ASSIGNMENT: Print out the entries that follow exactly, missing none.

Dataset entries
# # #

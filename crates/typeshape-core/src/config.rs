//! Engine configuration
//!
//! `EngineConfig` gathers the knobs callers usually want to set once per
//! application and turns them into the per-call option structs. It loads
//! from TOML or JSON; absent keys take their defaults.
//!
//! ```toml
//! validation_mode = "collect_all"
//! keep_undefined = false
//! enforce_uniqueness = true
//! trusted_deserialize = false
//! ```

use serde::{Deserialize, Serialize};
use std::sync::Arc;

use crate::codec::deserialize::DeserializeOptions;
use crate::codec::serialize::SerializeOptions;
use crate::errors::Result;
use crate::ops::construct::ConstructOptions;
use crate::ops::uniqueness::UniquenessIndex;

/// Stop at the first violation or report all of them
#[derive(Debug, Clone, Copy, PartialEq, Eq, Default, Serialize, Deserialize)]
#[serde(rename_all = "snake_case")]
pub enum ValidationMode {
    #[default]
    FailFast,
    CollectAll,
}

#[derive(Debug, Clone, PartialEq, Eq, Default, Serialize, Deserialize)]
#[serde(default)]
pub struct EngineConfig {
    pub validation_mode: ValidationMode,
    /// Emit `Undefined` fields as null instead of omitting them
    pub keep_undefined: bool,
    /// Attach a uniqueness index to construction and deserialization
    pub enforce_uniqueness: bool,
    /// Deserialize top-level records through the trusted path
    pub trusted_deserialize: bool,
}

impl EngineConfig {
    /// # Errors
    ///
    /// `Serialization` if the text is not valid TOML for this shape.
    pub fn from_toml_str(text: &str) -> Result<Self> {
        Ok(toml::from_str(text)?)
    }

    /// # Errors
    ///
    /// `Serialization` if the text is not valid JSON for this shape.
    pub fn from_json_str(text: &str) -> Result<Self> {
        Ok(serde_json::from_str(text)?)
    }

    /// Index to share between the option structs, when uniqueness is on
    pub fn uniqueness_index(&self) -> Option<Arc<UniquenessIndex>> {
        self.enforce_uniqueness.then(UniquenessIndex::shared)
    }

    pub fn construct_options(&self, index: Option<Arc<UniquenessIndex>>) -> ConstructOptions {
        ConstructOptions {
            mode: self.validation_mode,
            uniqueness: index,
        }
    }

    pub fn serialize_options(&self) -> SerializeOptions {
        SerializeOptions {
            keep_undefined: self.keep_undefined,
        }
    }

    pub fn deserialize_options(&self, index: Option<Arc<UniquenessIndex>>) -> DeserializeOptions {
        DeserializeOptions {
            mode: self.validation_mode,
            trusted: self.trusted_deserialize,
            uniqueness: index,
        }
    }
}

# # #

WRITTEN SOLUTION:
filename crates/typeshape-core/src/config.rs
//! Engine configuration
//!
//! `EngineConfig` gathers the knobs callers usually want to set once per
//! application and turns them into the per-call option structs. It loads
//! from TOML or JSON; absent keys take their defaults.
//!
//! ```toml
//! validation_mode = "collect_all"
//! keep_undefined = false
//! enforce_uniqueness = true
//! trusted_deserialize = false
//! ```

use serde::{Deserialize, Serialize};
use std::sync::Arc;

use crate::codec::deserialize::DeserializeOptions;
use crate::codec::serialize::SerializeOptions;
use crate::errors::Result;
use crate::ops::construct::ConstructOptions;
use crate::ops::uniqueness::UniquenessIndex;

/// Stop at the first violation or report all of them
#[derive(Debug, Clone, Copy, PartialEq, Eq, Default, Serialize, Deserialize)]
#[serde(rename_all = "snake_case")]
pub enum ValidationMode {
    #[default]
    FailFast,
    CollectAll,
}

#[derive(Debug, Clone, PartialEq, Eq, Default, Serialize, Deserialize)]
#[serde(default)]
pub struct EngineConfig {
    pub validation_mode: ValidationMode,
    /// Emit `Undefined` fields as null instead of omitting them
    pub keep_undefined: bool,
    /// Attach a uniqueness index to construction and deserialization
    pub enforce_uniqueness: bool,
    /// Deserialize top-level records through the trusted path
    pub trusted_deserialize: bool,
}

impl EngineConfig {
    /// # Errors
    ///
    /// `Serialization` if the text is not valid TOML for this shape.
    pub fn from_toml_str(text: &str) -> Result<Self> {
        Ok(toml::from_str(text)?)
    }

    /// # Errors
    ///
    /// `Serialization` if the text is not valid JSON for this shape.
    pub fn from_json_str(text: &str) -> Result<Self> {
        Ok(serde_json::from_str(text)?)
    }

    /// Index to share between the option structs, when uniqueness is on
    pub fn uniqueness_index(&self) -> Option<Arc<UniquenessIndex>> {
        self.enforce_uniqueness.then(UniquenessIndex::shared)
    }

    pub fn construct_options(&self, index: Option<Arc<UniquenessIndex>>) -> ConstructOptions {
        ConstructOptions {
            mode: self.validation_mode,
            uniqueness: index,
        }
    }

    pub fn serialize_options(&self) -> SerializeOptions {
        SerializeOptions {
            keep_undefined: self.keep_undefined,
        }
    }

    pub fn deserialize_options(&self, index: Option<Arc<UniquenessIndex>>) -> DeserializeOptions {
        DeserializeOptions {
            mode: self.validation_mode,
            trusted: self.trusted_deserialize,
            uniqueness: index,
        }
    }
}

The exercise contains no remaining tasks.